Data analytics is often seen as the next step in EHR adoption: once information is captured in a standardized, digital manner, it can be widened to create a rich portrait of the health of a whole population, or narrowed as far as predicting the risk of certain types of cancers for a specific person.
“The potential for ‘personalizing’ health care from a disease prevention, disease management and therapeutics perspective is increasing,” Chawla said. “Health care informatics and advanced analytics, or data science, may contribute to this shift from population-based evidence for health care decision-making to the fusion of population and individual based evidence in health care. The key question is: how to leverage health population data to drive patient-centered health care?”
CARE uses a collaborative filtering method to generate predictions based on the outcomes of similar patients. As the collection of deidentified patient records grows, more detailed and accurate predictions can be produced. At the very least, Chawla says, CARE can be used to generate reminders for physicians to investigate diseases that might not immediately come to mind, conduct health screenings, and suggest wellbeing strategies based on risk factors like obesity or smoking.

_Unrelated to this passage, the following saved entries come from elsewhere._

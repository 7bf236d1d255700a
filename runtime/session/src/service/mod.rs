//! Service Abstraction
//!
//! A service is the per-name strategy that drives pending sessions toward a
//! delivered capability. Four variants share one contract:
//!
//! - **Local**: the session object is built synchronously by a
//!   [`SessionFactory`] in the brokering domain.
//! - **Parent**: the request is forwarded one level up through a
//!   [`crate::Parent`]; the phase advances when the parent answers.
//! - **Async**: the request is enrolled in the server's id space and the
//!   server is woken; it answers later through the broker.
//! - **Child**: async, plus RAM and cap accounts bound to the child domain so
//!   donations land in the child's quota.
//!
//! ## Dispatch
//!
//! [`Service::initiate_request`] is called once per phase entry and may be
//! called again while a backend is still deciding. Every variant switches on
//! the phase; phases a variant does not handle are no-ops, so dormant
//! sessions (`Available`, `CapHandedOut`) are left untouched.

use std::collections::BTreeMap;

use cap_identity::DomainId;

use crate::error::Result;
use crate::id_space::{IdSpace, ServerId, SessionKey};
use crate::resources::{CapQuota, RamQuota};
use crate::state::SessionState;
use crate::transfer::Account;

pub mod asynchronous;
pub mod child;
pub mod local;
pub mod parent;

pub use asynchronous::AsyncService;
pub use child::ChildService;
pub use local::{LocalService, SessionFactory};
pub use parent::ParentService;

/// Server id spaces, one per serving domain
pub(crate) type ServerIds = BTreeMap<DomainId, IdSpace<ServerId, SessionKey>>;

/// Broker-side context of one `initiate_request` call
pub struct Dispatch<'a> {
    key: SessionKey,
    servers: &'a mut ServerIds,
}

impl<'a> Dispatch<'a> {
    pub(crate) fn new(key: SessionKey, servers: &'a mut ServerIds) -> Self {
        Self { key, servers }
    }

    /// Key of the session being dispatched
    pub fn key(&self) -> SessionKey {
        self.key
    }

    /// Enter the session into `server`'s id space
    pub(crate) fn enroll(&mut self, server: DomainId) -> ServerId {
        self.servers.entry(server).or_default().insert(self.key)
    }
}

/// Session service bound to one name
pub enum Service {
    Local(LocalService),
    Parent(ParentService),
    Async(AsyncService),
    Child(ChildService),
}

impl Service {
    /// Service name
    pub fn name(&self) -> &str {
        match self {
            Service::Local(s) => s.name(),
            Service::Parent(s) => s.name(),
            Service::Async(s) => s.name(),
            Service::Child(s) => s.name(),
        }
    }

    /// Domain in which the session capability is produced
    pub fn server(&self) -> DomainId {
        match self {
            Service::Local(s) => s.domain(),
            Service::Parent(s) => s.domain(),
            Service::Async(s) => s.server(),
            Service::Child(s) => s.server(),
        }
    }

    /// Drive `session` forward by one phase
    pub fn initiate_request(
        &mut self,
        session: &mut SessionState,
        ctx: &mut Dispatch<'_>,
    ) -> Result<()> {
        match self {
            Service::Local(s) => s.initiate_request(session),
            Service::Parent(s) => s.initiate_request(session),
            Service::Async(s) => s.initiate_request(session, ctx),
            Service::Child(s) => s.initiate_request(session, ctx),
        }
    }

    /// Notify an asynchronous server that requests are pending
    pub fn wakeup(&self) {
        match self {
            Service::Local(_) | Service::Parent(_) => {}
            Service::Async(s) => s.wakeup(),
            Service::Child(s) => s.wakeup(),
        }
    }

    /// RAM account receiving the client's donations
    pub fn ram_account(&self) -> Box<dyn Account<RamQuota>> {
        match self {
            Service::Local(s) => Box::new(s.account()),
            Service::Parent(s) => Box::new(s.account()),
            Service::Async(s) => Box::new(s.account()),
            Service::Child(s) => Box::new(s.ram_account()),
        }
    }

    /// Cap account receiving the client's donations
    pub fn cap_account(&self) -> Box<dyn Account<CapQuota>> {
        match self {
            Service::Local(s) => Box::new(s.account()),
            Service::Parent(s) => Box::new(s.account()),
            Service::Async(s) => Box::new(s.account()),
            Service::Child(s) => Box::new(s.cap_account()),
        }
    }
}

impl From<LocalService> for Service {
    fn from(service: LocalService) -> Self {
        Service::Local(service)
    }
}

impl From<ParentService> for Service {
    fn from(service: ParentService) -> Self {
        Service::Parent(service)
    }
}

impl From<AsyncService> for Service {
    fn from(service: AsyncService) -> Self {
        Service::Async(service)
    }
}

impl From<ChildService> for Service {
    fn from(service: ChildService) -> Self {
        Service::Child(service)
    }
}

Used to its full capacity, CARE could also do so much more. “Imagine visiting your physician’s office with a list of concerns and questions,” he said. “What if you could walk out of the office with a personalized assessment of your health, along with a list of personalized and important lifestyle change recommendations based on your predicted health risks? What if your physician was afforded a limitless experience to gauge the impact of your disease toward developing other diseases in the future? What if you could find out that there are other patients similar to you not only with respect to major symptoms, but also with respect to rare issues that have puzzled your doctor? What if you could have the experience of others at your fingertips and fathom the lifestyle changes warranted for mitigating diseases?”

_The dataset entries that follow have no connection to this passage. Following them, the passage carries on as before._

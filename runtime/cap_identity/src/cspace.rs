//! Capability Space
//!
//! Per-domain table mapping small integer ids (`CapId`) to identity
//! references.
//!
//! # Architecture
//! - [`CapIdAllocator`]: bump-pointer allocator with a free list, bounded by
//!   the id range configured for the kernel
//! - [`CapIndex`]: ordered index from `CapId` to the reference record, walked
//!   on every incoming invocation
//!
//! Quota enforcement (one capability slot per allocated id) is done by the
//! owning [`crate::Pd`], which wraps both.

use alloc::collections::{BTreeMap, BTreeSet};
use alloc::vec::Vec;

use crate::{CapId, ReferenceId};

/// Capability id allocator
pub struct CapIdAllocator {
    /// Next never-used id
    next_id: CapId,
    /// One past the highest id this allocator may hand out
    max_id: CapId,
    /// Free list of released ids
    free_ids: Vec<CapId>,
    /// Ids currently handed out
    outstanding: BTreeSet<CapId>,
}

impl CapIdAllocator {
    /// Create an allocator for ids in `first_id..max_id`
    pub fn new(first_id: CapId, max_id: CapId) -> Self {
        Self {
            next_id: first_id,
            max_id,
            free_ids: Vec::new(),
            outstanding: BTreeSet::new(),
        }
    }

    /// Allocate an id, reusing a released one first
    ///
    /// Returns `None` once the id range is exhausted.
    pub fn allocate(&mut self) -> Option<CapId> {
        let id = match self.free_ids.pop() {
            Some(id) => id,
            None => {
                if self.next_id >= self.max_id {
                    return None;
                }
                let id = self.next_id;
                self.next_id += 1;
                id
            }
        };

        self.outstanding.insert(id);
        Some(id)
    }

    /// Release an id
    ///
    /// Returns `false` if the id was not handed out by this allocator.
    pub fn free(&mut self, id: CapId) -> bool {
        if !self.outstanding.remove(&id) {
            return false;
        }
        self.free_ids.push(id);
        true
    }

    /// True if `id` is currently handed out
    pub fn is_allocated(&self, id: CapId) -> bool {
        self.outstanding.contains(&id)
    }

    /// Number of ids currently handed out
    pub fn allocated(&self) -> usize {
        self.outstanding.len()
    }
}

/// Ordered index of the references owned by one domain
#[derive(Default)]
pub struct CapIndex {
    entries: BTreeMap<CapId, ReferenceId>,
}

impl CapIndex {
    /// Create an empty index
    pub fn new() -> Self {
        Self {
            entries: BTreeMap::new(),
        }
    }

    /// Find the reference bound to `id`
    #[inline]
    pub fn find(&self, id: CapId) -> Option<ReferenceId> {
        self.entries.get(&id).copied()
    }

    /// Bind `id` to a reference
    ///
    /// Returns `false` without touching the index if `id` is already bound.
    pub fn insert(&mut self, id: CapId, reference: ReferenceId) -> bool {
        if self.entries.contains_key(&id) {
            return false;
        }
        self.entries.insert(id, reference);
        true
    }

    /// Unbind `id`
    pub fn remove(&mut self, id: CapId) -> Option<ReferenceId> {
        self.entries.remove(&id)
    }

    /// Number of bound ids
    pub fn len(&self) -> usize {
        self.entries.len()
    }

    /// True if no id is bound
    pub fn is_empty(&self) -> bool {
        self.entries.is_empty()
    }

    /// Bound ids in ascending order
    pub fn ids(&self) -> impl Iterator<Item = CapId> + '_ {
        self.entries.keys().copied()
    }

    pub(crate) fn entries(&self) -> impl Iterator<Item = (CapId, ReferenceId)> + '_ {
        self.entries.iter().map(|(id, reference)| (*id, *reference))
    }
}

As patients become more engaged with their own care and medicine moves towards a holistic, collaborative, accountable model, CARE and other analytics engines could be valuable tools in the quest to reduce healthcare costs and keep patients healthier for longer. “This system can help bend the cost curve,” Chawla asserts. “We believe that our work can lead to reduced re-admission rates, improved quality of care ratings and can demonstrate meaningful use, impact personal and population health, and push forward the discussion and impact on the patient-centered paradigm.”